= Star Prophecy =

Messianic reading applied by Jewish Zealots and early Christians to Numbers 24:17

The Star Prophecy (or Star and Scepter prophecy) is a Messianic reading applied by Jewish Zealots and early Christians to .

==Bible narrative==

Er’ennū wə-lō ‘attāh, ’ăšūrennū wə-lō qārōḇ; dāraḵ kōḵāḇ mî-Ya‘ăqōḇ, wəqām šêḇeṭ mî-Yiśrā’êl, ū-māḥaṣ pa’ăṯê Mō’āḇ, wə-qarqar kāl-bənê-Šêṯ.

I shall see him, but not now: I shall behold him, but not nigh: there shall come a Star out of Jacob, and a Sceptre shall rise out of Israel, and shall smite the corners of Moab, and destroy all the children of Sheth.
— Numbers 24:17

==Messianism==
The prophecy was often employed during the troubled years that led up to the Jewish Revolt, the destruction of the Temple in Jerusalem (70 CE) and the suicidal last stand of the Sicarii at Masada in 73 CE. The Star Prophecy appears in the Qumran texts called the Dead Sea Scrolls. "This was the prophecy that was of such importance to all resistance groups in this period, including those responsible for the documents at Qumran and the revolutionaries who triggered the war against Rome, not to mention the early Christians".

The Star Prophecy was applied to the coming Messiah himself in contemporary radical Jewish documents, such as the apocalyptic War Scroll found at Qumran. In a pesher applied to the text from Numbers, the War Scroll's writer gives the following exegesis:
…by the hand of the Poor whom you have redeemed by Your Power and the peace of Your Mighty Wonders… by the hand of the Poor and those bent in the dust, You will deliver the enemies of all the lands and humble the mighty of the peoples to bring upon their heads the reward of the Wicked and justify the Judgement of Your Truth on all the sons of men.
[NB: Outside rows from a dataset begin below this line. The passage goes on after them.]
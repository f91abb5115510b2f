//! Terminal client for the match server.

use anyhow::{Context, Result};
use std::collections::VecDeque;
use futures::{SinkExt, StreamExt};
use tokio::net::TcpStream;
use tokio_util::codec::{FramedRead, FramedWrite, LinesCodec};
use tracing::{debug, info, instrument, warn};
use ttts_tictactoe::{Board, ClientCommand, Mark, Position, ServerMessage};

/// What to do with a line typed by the user.
#[derive(Debug, Clone, PartialEq, Eq)]
pub enum Input {
    /// Send this line to the server.
    Send(String),
    /// Disconnect.
    Quit,
}

/// Maps user input to protocol lines. A bare number becomes `MOVE <n>`.
pub fn translate_input(line: &str) -> Option<Input> {
    let line = line.trim();
    if line.is_empty() {
        return None;
    }
    if line.eq_ignore_ascii_case("quit") || line.eq_ignore_ascii_case("exit") {
        return Some(Input::Quit);
    }
    match line.parse::<i64>() {
        Ok(index) => Some(Input::Send(ClientCommand::Move(index).to_string())),
        Err(_) => Some(Input::Send(line.to_string())),
    }
}

/// The client's picture of the match, rebuilt from server messages.
#[derive(Debug, Clone, Default)]
pub struct ClientView {
    mark: Option<Mark>,
    board: Board,
    /// Submitted moves awaiting a verdict, oldest first. `None` is an index the board lacks.
    pending: VecDeque<Option<Position>>,
    finished: bool,
}

impl ClientView {
    /// Creates an empty view.
    pub fn new() -> Self {
        Self::default()
    }

    /// Mark assigned by the server, once welcomed.
    pub fn mark(&self) -> Option<Mark> {
        self.mark
    }

    /// Local copy of the board.
    pub fn board(&self) -> &Board {
        &self.board
    }

    /// Whether the server ended the match.
    pub fn is_finished(&self) -> bool {
        self.finished
    }

    /// Queues a submitted move so it can be placed once the server accepts it.
    ///
    /// The server answers moves in the order they were sent, so each verdict
    /// settles the oldest queued move.
    pub fn submitted(&mut self, command: &ClientCommand) {
        let ClientCommand::Move(index) = *command;
        self.pending.push_back(Position::from_wire(index));
    }

    /// Applies one server message and returns the lines to show the user.
    pub fn observe(&mut self, message: &ServerMessage) -> Vec<String> {
        self.finished |= message.is_final();
        match message {
            ServerMessage::Welcome(mark) => {
                self.mark = Some(*mark);
                vec![format!("You are playing {}", mark), self.board.display()]
            }
            ServerMessage::WaitingForOpponent => vec!["Waiting for opponent to connect".into()],
            ServerMessage::YourMove => vec!["Your move: enter a square 0-8".into()],
            ServerMessage::ValidMove => {
                if let (Some(Some(pos)), Some(mark)) = (self.pending.pop_front(), self.mark) {
                    self.place(pos, mark);
                }
                vec!["Move accepted".into(), self.board.display()]
            }
            ServerMessage::OpponentMoved(pos) => {
                if let Some(mark) = self.mark {
                    self.place(*pos, mark.opponent());
                }
                vec![
                    format!("Opponent moved to {} ({})", pos.to_index(), pos),
                    self.board.display(),
                ]
            }
            ServerMessage::InvalidMove => {
                self.pending.pop_front();
                vec!["Invalid move, choose an empty square 0-8".into()]
            }
            ServerMessage::InvalidCommand => {
                vec!["Unrecognized command, type a square number 0-8".into()]
            }
            ServerMessage::NotYourTurn => {
                self.pending.pop_front();
                vec!["Not your turn yet".into()]
            }
            ServerMessage::OpponentDisconnected => vec!["Opponent disconnected".into()],
            ServerMessage::MoveTimedOut => vec!["You took too long to move".into()],
            ServerMessage::OpponentTimedOut => vec!["Opponent took too long to move".into()],
            ServerMessage::Notice(text) => vec![text.clone()],
            ServerMessage::Victory => vec!["You win!".into()],
            ServerMessage::Defeat => vec!["You lose.".into()],
            ServerMessage::Tie => vec!["It's a tie.".into()],
        }
    }

    fn place(&mut self, pos: Position, mark: Mark) {
        if let Err(error) = self.board.place(pos, mark) {
            warn!(%error, "Local board out of sync with server");
        }
    }
}

/// Connects to a server and plays from the terminal until the match ends.
#[instrument]
pub async fn play(host: &str, port: u16) -> Result<()> {
    let stream = TcpStream::connect((host, port))
        .await
        .with_context(|| format!("Failed to connect to {}:{}", host, port))?;
    info!("Connected to server");

    let (read, write) = stream.into_split();
    let mut server = FramedRead::new(read, LinesCodec::new());
    let mut outbound = FramedWrite::new(write, LinesCodec::new());
    let mut stdin = FramedRead::new(tokio::io::stdin(), LinesCodec::new());
    let mut stdin_open = true;
    let mut view = ClientView::new();

    loop {
        tokio::select! {
            line = server.next() => match line {
                Some(Ok(line)) => match line.parse::<ServerMessage>() {
                    Ok(message) => {
                        for out in view.observe(&message) {
                            println!("{out}");
                        }
                        if view.is_finished() {
                            break;
                        }
                    }
                    Err(error) => {
                        debug!(%error, "Unrecognized server line");
                        println!("{line}");
                    }
                },
                Some(Err(e)) => return Err(e).context("Reading from server failed"),
                None => {
                    println!("Server closed the connection");
                    break;
                }
            },
            input = stdin.next(), if stdin_open => match input {
                Some(Ok(line)) => match translate_input(&line) {
                    Some(Input::Quit) => break,
                    Some(Input::Send(text)) => {
                        if let Ok(command) = ClientCommand::parse(&text) {
                            view.submitted(&command);
                        }
                        outbound.send(text).await.context("Sending to server failed")?;
                    }
                    None => {}
                },
                Some(Err(e)) => return Err(e).context("Reading stdin failed"),
                None => stdin_open = false,
            },
        }
    }

    info!("Disconnected");
    Ok(())
}

#[cfg(test)]
mod tests {
    use super::*;
    use ttts_tictactoe::Square;

    #[test]
    fn test_translate_input() {
        assert_eq!(translate_input("4"), Some(Input::Send("MOVE 4".into())));
        assert_eq!(translate_input(" MOVE 2 "), Some(Input::Send("MOVE 2".into())));
        assert_eq!(translate_input("QUIT"), Some(Input::Quit));
        assert_eq!(translate_input("   "), None);
    }

    #[test]
    fn test_view_tracks_both_marks() {
        let mut view = ClientView::new();
        view.observe(&ServerMessage::Welcome(Mark::O));
        view.observe(&ServerMessage::OpponentMoved(Position::Center));
        view.submitted(&ClientCommand::Move(0));
        view.observe(&ServerMessage::ValidMove);

        assert_eq!(view.mark(), Some(Mark::O));
        assert_eq!(view.board().get(Position::Center), Square::Occupied(Mark::X));
        assert_eq!(view.board().get(Position::TopLeft), Square::Occupied(Mark::O));
        assert!(!view.is_finished());
    }

    #[test]
    fn test_rejected_move_is_not_placed() {
        let mut view = ClientView::new();
        view.observe(&ServerMessage::Welcome(Mark::X));
        view.submitted(&ClientCommand::Move(4));
        view.observe(&ServerMessage::InvalidMove);
        view.observe(&ServerMessage::ValidMove);
        assert_eq!(view.board().occupied(), 0);
    }

    #[test]
    fn test_queued_moves_settle_in_order() {
        let mut view = ClientView::new();
        view.observe(&ServerMessage::Welcome(Mark::X));
        view.submitted(&ClientCommand::Move(4));
        view.submitted(&ClientCommand::Move(0));
        view.observe(&ServerMessage::ValidMove);
        view.observe(&ServerMessage::InvalidMove);

        assert_eq!(view.board().get(Position::Center), Square::Occupied(Mark::X));
        assert_eq!(view.board().occupied(), 1);
    }

    #[test]
    fn test_out_of_range_move_is_queued_but_never_placed() {
        let mut view = ClientView::new();
        view.observe(&ServerMessage::Welcome(Mark::X));
        view.submitted(&ClientCommand::Move(9));
        view.submitted(&ClientCommand::Move(2));
        view.observe(&ServerMessage::InvalidMove);
        view.observe(&ServerMessage::ValidMove);

        assert_eq!(view.board().get(Position::TopRight), Square::Occupied(Mark::X));
        assert_eq!(view.board().occupied(), 1);
    }

    #[test]
    fn test_disconnect_finishes() {
        let mut view = ClientView::new();
        view.observe(&ServerMessage::OpponentDisconnected);
        assert!(view.is_finished());
    }

    #[test]
    fn test_final_message_finishes() {
        let mut view = ClientView::new();
        assert_eq!(view.observe(&ServerMessage::Defeat), vec!["You lose.".to_string()]);
        assert!(view.is_finished());
    }
}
Some have speculated that the Romanized Jewish historian Josephus, applied the prophecy to Vespasian, who was campaigning against the Jewish Zealots in Palestine, and "who was to come out of Israel and rule the world." According to Robert Karl Gnuse, it is not certain that Josephus was referring to the Star Prophecy:

"In his history Josephus observes that Vespasian was destined to be the world ruler who would come out of Judea, and not a Jewish messiah, as the revolutionaries had erroneously anticipated (War 6.312-314). … Josephus may have drawn upon the texts in Daniel 9:25-26 primarily and Genesis 49:10, Numbers 24:17, and Daniel 7:13-14 secondarily. He may have used an Essenic understanding of a messianic world ruler in addition."
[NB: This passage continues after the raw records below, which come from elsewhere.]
//! Line protocol spoken with each participant.
//!
//! One message per line. The server sends [`ServerMessage`]s and reads
//! [`ClientCommand`]s; both directions encode with `Display` and decode with
//! `FromStr`, so a client can reuse this module. Decoding never panics:
//! malformed input comes back as a [`ProtocolViolation`].

use super::{Mark, Position};
use std::fmt;
use std::str::FromStr;
use tracing::instrument;

const WELCOME: &str = "WELCOME";
const MESSAGE: &str = "MESSAGE: ";
const MOVE: &str = "MOVE";
const VICTORY: &str = "VICTORY";
const DEFEAT: &str = "DEFEAT";
const TIE: &str = "TIE";

const WAITING: &str = "Waiting for opponent to connect";
const YOUR_MOVE: &str = "Your move (Enter 'MOVE [0-8]')";
const VALID_MOVE: &str = "Valid Move!";
const OPPONENT_MOVED: &str = "Opponent Moved: ";
const INVALID_MOVE: &str = "Invalid move. Please enter a valid location[0-8].";
const INVALID_COMMAND: &str = "Unrecognized command. Please enter 'MOVE [0-8]'.";
const NOT_YOUR_TURN: &str = "Not your turn";
const OPPONENT_DISCONNECTED: &str = "Opponent disconnected";
const MOVE_TIMED_OUT: &str = "Move timed out";
const OPPONENT_TIMED_OUT: &str = "Opponent timed out";

/// Input that does not follow the protocol.
#[derive(Debug, Clone, PartialEq, Eq, derive_more::Display)]
pub enum ProtocolViolation {
    /// The line does not start with a known verb.
    #[display("Unknown command: {:?}", _0)]
    UnknownCommand(String),

    /// `MOVE` without an index.
    #[display("Missing move index")]
    MissingArgument,

    /// The index is not a decimal integer.
    #[display("Move index is not an integer: {:?}", _0)]
    InvalidArgument(String),

    /// A server line that is not part of the vocabulary.
    #[display("Unknown server message: {:?}", _0)]
    UnknownMessage(String),
}

impl std::error::Error for ProtocolViolation {}

/// Command sent by a participant.
#[derive(Debug, Clone, Copy, PartialEq, Eq, derive_more::Display)]
pub enum ClientCommand {
    /// Claim the square at the given wire index. Range is not checked here.
    #[display("MOVE {}", _0)]
    Move(i64),
}

impl ClientCommand {
    /// Parses one input line.
    #[instrument]
    pub fn parse(line: &str) -> Result<Self, ProtocolViolation> {
        let line = line.trim();
        let (verb, arg) = line
            .split_once(char::is_whitespace)
            .unwrap_or((line, ""));

        if verb != MOVE {
            return Err(ProtocolViolation::UnknownCommand(verb.to_string()));
        }

        let arg = arg.trim();
        if arg.is_empty() {
            return Err(ProtocolViolation::MissingArgument);
        }

        arg.parse::<i64>()
            .map(ClientCommand::Move)
            .map_err(|_| ProtocolViolation::InvalidArgument(arg.to_string()))
    }
}

impl FromStr for ClientCommand {
    type Err = ProtocolViolation;

    fn from_str(s: &str) -> Result<Self, Self::Err> {
        Self::parse(s)
    }
}

/// Message sent by the server to one participant.
#[derive(Debug, Clone, PartialEq, Eq)]
pub enum ServerMessage {
    /// Identity assignment.
    Welcome(Mark),
    /// Sent to X during the handshake.
    WaitingForOpponent,
    /// Prompt for the current mover.
    YourMove,
    /// The mover's move was accepted.
    ValidMove,
    /// The opponent's move was accepted.
    OpponentMoved(Position),
    /// Index out of range or square occupied.
    InvalidMove,
    /// Line is not a well-formed `MOVE <n>`.
    InvalidCommand,
    /// Input arrived from the idle participant.
    NotYourTurn,
    /// The other participant's stream closed.
    OpponentDisconnected,
    /// The recipient did not move before the deadline.
    MoveTimedOut,
    /// The opponent did not move before the deadline.
    OpponentTimedOut,
    /// Free-form informational notice.
    Notice(String),
    /// The recipient completed a line.
    Victory,
    /// The opponent completed a line.
    Defeat,
    /// Board full without a line.
    Tie,
}

impl ServerMessage {
    /// Whether this message ends the match for its recipient.
    ///
    /// The server closes the connection after any of these.
    pub fn is_final(&self) -> bool {
        matches!(
            self,
            ServerMessage::Victory
                | ServerMessage::Defeat
                | ServerMessage::Tie
                | ServerMessage::OpponentDisconnected
                | ServerMessage::MoveTimedOut
                | ServerMessage::OpponentTimedOut
        )
    }

    fn notice_text(&self) -> Option<&str> {
        let text = match self {
            ServerMessage::WaitingForOpponent => WAITING,
            ServerMessage::YourMove => YOUR_MOVE,
            ServerMessage::ValidMove => VALID_MOVE,
            ServerMessage::InvalidMove => INVALID_MOVE,
            ServerMessage::InvalidCommand => INVALID_COMMAND,
            ServerMessage::NotYourTurn => NOT_YOUR_TURN,
            ServerMessage::OpponentDisconnected => OPPONENT_DISCONNECTED,
            ServerMessage::MoveTimedOut => MOVE_TIMED_OUT,
            ServerMessage::OpponentTimedOut => OPPONENT_TIMED_OUT,
            ServerMessage::Notice(text) => text,
            _ => return None,
        };
        Some(text)
    }

    fn from_notice(text: &str) -> Self {
        const FIXED: [ServerMessage; 9] = [
            ServerMessage::WaitingForOpponent,
            ServerMessage::YourMove,
            ServerMessage::ValidMove,
            ServerMessage::InvalidMove,
            ServerMessage::InvalidCommand,
            ServerMessage::NotYourTurn,
            ServerMessage::OpponentDisconnected,
            ServerMessage::MoveTimedOut,
            ServerMessage::OpponentTimedOut,
        ];

        if let Some(known) = FIXED.iter().find(|m| m.notice_text() == Some(text)) {
            return known.clone();
        }

        text.strip_prefix(OPPONENT_MOVED)
            .and_then(|index| index.trim().parse::<usize>().ok())
            .and_then(Position::from_index)
            .map(ServerMessage::OpponentMoved)
            .unwrap_or_else(|| ServerMessage::Notice(text.to_string()))
    }
}

impl fmt::Display for ServerMessage {
    fn fmt(&self, f: &mut fmt::Formatter<'_>) -> fmt::Result {
        match self {
            ServerMessage::Welcome(mark) => write!(f, "{WELCOME} {mark}"),
            ServerMessage::OpponentMoved(pos) => {
                write!(f, "{MESSAGE}{OPPONENT_MOVED}{}", pos.to_index())
            }
            ServerMessage::Victory => f.write_str(VICTORY),
            ServerMessage::Defeat => f.write_str(DEFEAT),
            ServerMessage::Tie => f.write_str(TIE),
            other => match other.notice_text() {
                Some(text) => write!(f, "{MESSAGE}{text}"),
                None => Err(fmt::Error),
            },
        }
    }
}

impl FromStr for ServerMessage {
    type Err = ProtocolViolation;

    fn from_str(line: &str) -> Result<Self, Self::Err> {
        let line = line.trim_end_matches(['\r', '\n']);

        if let Some(text) = line.strip_prefix(MESSAGE) {
            return Ok(Self::from_notice(text));
        }

        match line {
            VICTORY => return Ok(ServerMessage::Victory),
            DEFEAT => return Ok(ServerMessage::Defeat),
            TIE => return Ok(ServerMessage::Tie),
            _ => {}
        }

        line.strip_prefix(WELCOME)
            .and_then(|rest| rest.strip_prefix(' '))
            .and_then(Mark::from_symbol)
            .map(ServerMessage::Welcome)
            .ok_or_else(|| ProtocolViolation::UnknownMessage(line.to_string()))
    }
}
The star has been externalized as an actual star in the sky, the Star of Bethlehem, in the narration of the Gospel of Matthew. The fulfilled Star Prophecy is one of numerous instances of the asserted fulfillment of prophecies that are a main theme of this text.

==Simon bar Kokhba==
The prophecy was also applied to Simon bar Kokhba, messianic leader of the Second Jewish Revolt of 132, whose adopted name bar Kokhba means "Son of a Star" in Aramaic.